Session-Cookies speichern eine ID auf dem Server (zustandsbehaftet), während JWT alle Informationen im Token selbst enthält (zustandslos). JWT skaliert besser in verteilten Architekturen und Microservices, da keine gemeinsamen Sessions benötigt werden. JWT hat jedoch Nachteile: Ein Token kann vor Ablauf nicht widerrufen werden, ohne zusätzliche Infrastruktur (Blacklist), und wenn das Token gestohlen wird, bleibt es bis zum Ablauf gültig. Für die meisten traditionellen Webanwendungen bleiben httpOnly-Session-Cookies die sicherere Standardwahl.
JWT: Geschichte, technischer Aufbau und Sicherheit im Detail
JSON Web Token wurde von der IETF im Mai 2015 als RFC 7519 standardisiert, als Teil des JOSE-Frameworks (JSON Object Signing and Encryption). JOSE umfasst auch JWS (JSON Web Signature, RFC 7515), JWE (JSON Web Encryption, RFC 7516), JWK (JSON Web Key, RFC 7517) und JWA (JSON Web Algorithms, RFC 7518). Die Arbeit am Standard begann 2011 unter der Leitung von Mike Jones (Microsoft), John Bradley und Nat Sakimura. Vor JWT verließen sich Entwicklerinnen und Entwickler auf SAML (Security Assertion Markup Language), einen XML-basierten Standard, der erheblich ausführlicher und komplexer war.
Ein JWT besteht aus drei durch Punkte getrennten, Base64URL-kodierten Teilen. Base64URL unterscheidet sich von Standard-Base64 durch den Ersatz von + durch - und / durch _ sowie das Weglassen der =-Auffüllung, wodurch es in URLs und HTTP-Headern ohne zusätzliche Kodierung verwendet werden kann. Der Header gibt den Token-Typ (typ: JWT) und den Signierungsalgorithmus (alg) an. Die häufigsten Algorithmen sind HS256 (HMAC-SHA256, symmetrischer Schlüssel), RS256 (RSA-SHA256, asymmetrischer Schlüssel), ES256 (ECDSA-SHA256, P-256-Kurve) und das gefährliche none (keine Signatur, das in der Produktion niemals akzeptiert werden darf).

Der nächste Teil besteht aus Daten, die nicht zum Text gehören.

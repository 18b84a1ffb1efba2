//! Local key-value store backing all durable state.
//!
//! One JSON document holds every key; each write overwrites the value of a
//! single key and rewrites the file. There is no merge or versioning, so the
//! last writer wins (matching the original single-page behavior this tool
//! replaces). Writes happen on the tokio runtime; the UI thread never blocks
//! on the filesystem.

use std::collections::HashMap;
use std::path::PathBuf;

use chrono::NaiveDate;
use serde::de::DeserializeOwned;
use serde::Serialize;
use serde_json::Value;
use thiserror::Error;

use crate::config::settings::Settings;
use crate::ideas::Idea;

pub const KEY_BIRTHDAY: &str = "birthday";
pub const KEY_SETTINGS: &str = "settings";
pub const KEY_IDEAS: &str = "ideas";
pub const KEY_IDEAS_VISIBLE: &str = "ideasVisible";
pub const KEY_SHOW_BIRTHDAY_INPUT: &str = "showBirthdayInput";

const STORE_FILE_NAME: &str = "momentum.json";

#[derive(Debug, Error)]
pub enum StoreError {
    #[error("store I/O failed: {0}")]
    Io(#[from] std::io::Error),
    #[error("store file is not valid JSON: {0}")]
    Json(#[from] serde_json::Error),
}

/// JSON-backed key-value store.
pub struct LocalStore {
    path: PathBuf,
    entries: HashMap<String, Value>,
}

impl LocalStore {
    fn default_path() -> PathBuf {
        std::env::current_exe()
            .unwrap_or_else(|_| PathBuf::from("."))
            .parent()
            .map(|p| p.to_path_buf())
            .unwrap_or_else(|| PathBuf::from("."))
            .join(STORE_FILE_NAME)
    }

    /// Open the store at its default location next to the executable.
    pub fn load() -> Result<Self, StoreError> {
        Self::open(Self::default_path())
    }

    /// Open a store at an explicit path. A missing file is a fresh store.
    pub fn open(path: impl Into<PathBuf>) -> Result<Self, StoreError> {
        let path = path.into();
        let entries = if path.exists() {
            let content = std::fs::read_to_string(&path)?;
            match serde_json::from_str::<HashMap<String, Value>>(&content) {
                Ok(entries) => {
                    tracing::info!("Loaded {} entries from {:?}", entries.len(), path);
                    entries
                }
                Err(e) => {
                    // Corrupt store loses customization, never startup.
                    tracing::warn!("Store file {:?} is corrupt, starting fresh: {e}", path);
                    HashMap::new()
                }
            }
        } else {
            tracing::info!("No store file at {:?}, starting fresh", path);
            HashMap::new()
        };
        Ok(Self { path, entries })
    }

    pub fn get<T: DeserializeOwned>(&self, key: &str) -> Option<T> {
        let value = self.entries.get(key)?;
        match serde_json::from_value(value.clone()) {
            Ok(v) => Some(v),
            Err(e) => {
                tracing::warn!("Discarding malformed value for key {key:?}: {e}");
                None
            }
        }
    }

    /// Overwrite one key and persist the whole document.
    pub async fn set<T: Serialize>(&mut self, key: &str, value: &T) -> Result<(), StoreError> {
        self.set_raw(key.to_string(), serde_json::to_value(value)?)
            .await
    }

    pub async fn set_raw(&mut self, key: String, value: Value) -> Result<(), StoreError> {
        self.entries.insert(key, value);
        self.flush().await
    }

    async fn flush(&self) -> Result<(), StoreError> {
        let content = serde_json::to_string_pretty(&self.entries)?;
        tokio::fs::write(&self.path, content).await?;
        tracing::debug!("Saved {} entries to {:?}", self.entries.len(), self.path);
        Ok(())
    }

    /// Typed view of everything the app needs at startup.
    pub fn snapshot(&self) -> Snapshot {
        let birthday = self
            .get::<String>(KEY_BIRTHDAY)
            .filter(|s| !s.is_empty())
            .and_then(|s| match s.parse::<NaiveDate>() {
                Ok(date) => Some(date),
                Err(e) => {
                    tracing::warn!("Stored birthday {s:?} is not an ISO date: {e}");
                    None
                }
            });
        let settings = self.get::<Settings>(KEY_SETTINGS).map(|mut s| {
            s.sanitize();
            s
        });
        Snapshot {
            birthday,
            settings,
            ideas: self.get::<Vec<Idea>>(KEY_IDEAS).unwrap_or_default(),
            ideas_visible: self.get::<bool>(KEY_IDEAS_VISIBLE).unwrap_or(true),
            show_birthday_input: self.get::<bool>(KEY_SHOW_BIRTHDAY_INPUT).unwrap_or(false),
        }
    }
}

/// Startup snapshot of all persisted keys, with per-key defaults applied.
#[derive(Debug, Clone, Default)]
pub struct Snapshot {
    pub birthday: Option<NaiveDate>,
    pub settings: Option<Settings>,
    pub ideas: Vec<Idea>,
    pub ideas_visible: bool,
    pub show_birthday_input: bool,
}

#[cfg(test)]
mod tests {
    use super::*;

    fn temp_store() -> (tempfile::TempDir, LocalStore) {
        let dir = tempfile::tempdir().unwrap();
        let store = LocalStore::open(dir.path().join("store.json")).unwrap();
        (dir, store)
    }

    #[tokio::test]
    async fn test_set_then_get() {
        let (_dir, mut store) = temp_store();
        store.set(KEY_BIRTHDAY, &"1990-03-14").await.unwrap();
        assert_eq!(
            store.get::<String>(KEY_BIRTHDAY).as_deref(),
            Some("1990-03-14")
        );
    }

    #[tokio::test]
    async fn test_reload_round_trip() {
        let dir = tempfile::tempdir().unwrap();
        let path = dir.path().join("store.json");

        let mut store = LocalStore::open(&path).unwrap();
        store.set(KEY_IDEAS_VISIBLE, &false).await.unwrap();
        store.set(KEY_SETTINGS, &Settings::default()).await.unwrap();

        let reloaded = LocalStore::open(&path).unwrap();
        assert_eq!(reloaded.get::<bool>(KEY_IDEAS_VISIBLE), Some(false));
        assert_eq!(
            reloaded.get::<Settings>(KEY_SETTINGS),
            Some(Settings::default())
        );
    }

    #[test]
    fn test_missing_file_is_fresh_store() {
        let dir = tempfile::tempdir().unwrap();
        let store = LocalStore::open(dir.path().join("absent.json")).unwrap();
        let snapshot = store.snapshot();
        assert!(snapshot.birthday.is_none());
        assert!(snapshot.settings.is_none());
        assert!(snapshot.ideas.is_empty());
        assert!(snapshot.ideas_visible, "ideas panel defaults to visible");
        assert!(!snapshot.show_birthday_input);
    }

    #[tokio::test]
    async fn test_snapshot_parses_birthday() {
        let (_dir, mut store) = temp_store();
        store.set(KEY_BIRTHDAY, &"2001-12-31").await.unwrap();
        assert_eq!(
            store.snapshot().birthday,
            NaiveDate::from_ymd_opt(2001, 12, 31)
        );
    }

    #[tokio::test]
    async fn test_snapshot_ignores_malformed_birthday() {
        let (_dir, mut store) = temp_store();
        store.set(KEY_BIRTHDAY, &"not-a-date").await.unwrap();
        assert!(store.snapshot().birthday.is_none());

        store.set(KEY_BIRTHDAY, &"").await.unwrap();
        assert!(store.snapshot().birthday.is_none());
    }

    #[tokio::test]
    async fn test_snapshot_clamps_settings_digits() {
        let (_dir, mut store) = temp_store();
        store
            .set_raw(
                KEY_SETTINGS.to_string(),
                serde_json::json!({ "decimalDigits": 99 }),
            )
            .await
            .unwrap();
        let settings = store.snapshot().settings.unwrap();
        assert_eq!(settings.decimal_digits, 12);
    }

    #[test]
    fn test_corrupt_file_starts_fresh() {
        let dir = tempfile::tempdir().unwrap();
        let path = dir.path().join("store.json");
        std::fs::write(&path, "{not json").unwrap();
        let store = LocalStore::open(&path).unwrap();
        assert!(store.get::<bool>(KEY_IDEAS_VISIBLE).is_none());
    }

}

Die kritischsten JWT-Schwachstellen sind in OWASP API Security Top 10 gut dokumentiert. Die alg:none-Schwachstelle (CVE-2015-9235 in mehreren Bibliotheken) ermöglicht es einem Angreifer, den Header so zu ändern, dass keine Signatur erforderlich ist, sodass der Server einen beliebigen Payload akzeptiert, wenn die Bibliothek den Algorithmus nicht explizit validiert. RS256/HS256-Algorithmusverwechslung tritt auf, wenn ein für RS256 konfigurierter Server auch HS256 akzeptiert: Der Angreifer kann den öffentlichen RSA-Schlüssel (der per Definition öffentlich ist) als HMAC-Geheimschlüssel verwenden, um gefälschte Tokens zu signieren. Moderne Bibliotheken wie jose, python-jose und jsonwebtoken lösen diese Probleme, indem sie verlangen, dass der Algorithmus bei der Überprüfung explizit angegeben wird.